Rifleman Dodd pieces together the adventure of the eponymous rifleman after he is cut off from a retreat, and lost behind enemy lines. A hard-worn veteran of five campaigns, Dodd knows how to soldier and stay alive, and so when he encounters a group of Portuguese irregulars, he becomes their leader and becomes a phantom menace to the French, who are haunted by visions of a green Englishmen.  Even as they methodically begin sweeping and scouring the hills to destroy his hiding places, Dodd and a couple of survivors -- and finally, Dodd alone -- endeavor to put flames to Bonaparte's plans.

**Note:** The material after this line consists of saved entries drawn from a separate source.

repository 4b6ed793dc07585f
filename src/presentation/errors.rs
// Copyright (c) 2025 Kirky.X
//
// Licensed under the MIT License
// See LICENSE file in the project root for full license information.

use axum::{
    http::StatusCode,
    response::{IntoResponse, Response},
    Json,
};
use serde_json::json;
use validator::ValidationErrors;

use crate::application::use_cases::parse_use_case::SubmitError;
use crate::domain::repositories::operation_repository::RepositoryError;

/// 应用错误类型
///
/// 封装所有可能的应用层错误，提供统一的错误处理接口
#[derive(Debug)]
pub struct AppError(anyhow::Error);

impl AppError {
    fn status(&self) -> StatusCode {
        if let Some(err) = self.0.downcast_ref::<RepositoryError>() {
            return match err {
                RepositoryError::NotFound => StatusCode::NOT_FOUND,
                RepositoryError::InvalidTransition { .. } => StatusCode::CONFLICT,
                _ => StatusCode::INTERNAL_SERVER_ERROR,
            };
        }

        if let Some(err) = self.0.downcast_ref::<SubmitError>() {
            return match err {
                SubmitError::InvalidUrl { .. } => StatusCode::BAD_REQUEST,
                SubmitError::QueueFull { .. } | SubmitError::QueueClosed { .. } => {
                    StatusCode::SERVICE_UNAVAILABLE
                }
                SubmitError::Repository(RepositoryError::NotFound) => StatusCode::NOT_FOUND,
                SubmitError::Repository(_) => StatusCode::INTERNAL_SERVER_ERROR,
            };
        }

        if self.0.downcast_ref::<ValidationErrors>().is_some() {
            return StatusCode::BAD_REQUEST;
        }

        StatusCode::INTERNAL_SERVER_ERROR
    }
}

impl IntoResponse for AppError {
    fn into_response(self) -> Response {
        let status = self.status();
        let body = Json(json!({ "error": self.0.to_string() }));
        (status, body).into_response()
    }
}

impl<E> From<E> for AppError
where
    E: Into<anyhow::Error>,
{
    fn from(err: E) -> Self {
        Self(err.into())
    }
}
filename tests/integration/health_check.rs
// Copyright 2025 Kirky.X
//
// Licensed under the Apache License, Version 2.0 (the "License");
// you may not use this file except in compliance with the License.
// You may obtain a copy of the License at
//
//     http://www.apache.org/licenses/LICENSE-2.0
//
// Unless required by applicable law or agreed to in writing, software
// distributed under the License is distributed on an "AS IS" BASIS,
// WITHOUT WARRANTIES OR CONDITIONS OF ANY KIND, either express or implied.
// See the License for the specific language governing permissions and
// limitations under the License.

use super::helpers::create_test_app_no_worker;
use axum::{
    body::Body,
    http::{Request, StatusCode},
    routing::get,
    Router,
};
use pageblocks::presentation::routes;
use tower::util::ServiceExt;

/// 健康检查测试
///
/// 验证健康检查端点是否正常工作
#[tokio::test]
async fn health_check_works() {
    let app = Router::new().route("/health", get(routes::health_check));

    let response = app
        .oneshot(
            Request::builder()
                .uri("/health")
                .body(Body::empty())
                .unwrap(),
        )
        .await
        .unwrap();

    assert_eq!(response.status(), StatusCode::OK);
}

#[tokio::test]
async fn version_reports_package_version() {
    let app = create_test_app_no_worker(1).await;

    let response = app.server.get("/v1/version").await;
    response.assert_status_ok();
    response.assert_text(env!("CARGO_PKG_VERSION"));

    app.server.get("/health").await.assert_text("OK");
}
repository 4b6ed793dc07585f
// Copyright (c) 2025 Kirky.X
//
// Licensed under the MIT License
// See LICENSE file in the project root for full license information.

pub mod errors;
pub mod handlers;
pub mod routes;
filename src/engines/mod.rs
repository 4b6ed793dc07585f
// Copyright (c) 2025 Kirky.X
//
// Licensed under the MIT License
// See LICENSE file in the project root for full license information.

/// 渲染引擎模块
///
/// 提供页面渲染器特质及其实现：
/// - Chrome渲染器：执行JavaScript后返回最终DOM
/// - HTTP渲染器：直接返回页面源码
pub mod chrome_renderer;
pub mod http_renderer;
pub mod traits;
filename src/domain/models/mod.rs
// Copyright (c) 2025 Kirky.X
//
// Licensed under the MIT License
// See LICENSE file in the project root for full license information.

/// 领域模型模块
///
/// 该模块定义了系统的核心业务实体，包括：
/// - 解析操作（operation）：一次页面解析请求及其生命周期
/// - 结构块（block）：页面中提取出的语义区域
/// - 块模板（template）：通用分类器使用的步骤序列模板
/// - 选择器规则集（rule_set）：各平台的声明式选择器链
pub mod block;
pub mod operation;
pub mod rule_set;
pub mod template;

Although a sketch of their plots gives both of these novels an air of romantic air,  they're not fanciful in the least.  Forester does not shy from the brutal behavior of both parties, French and irregulars, as they fight tooth and claw with one another.  Forester also does not reduce the French to a distant enemy:  in Rifleman Dodd, he tells their story in alternate chapters, and every person Dodd kills is named as he falls.   There's no denying the adventurous drama of the last bit of Rifleman Dodd, however, as he beards the French lion in its den.  Good stuff!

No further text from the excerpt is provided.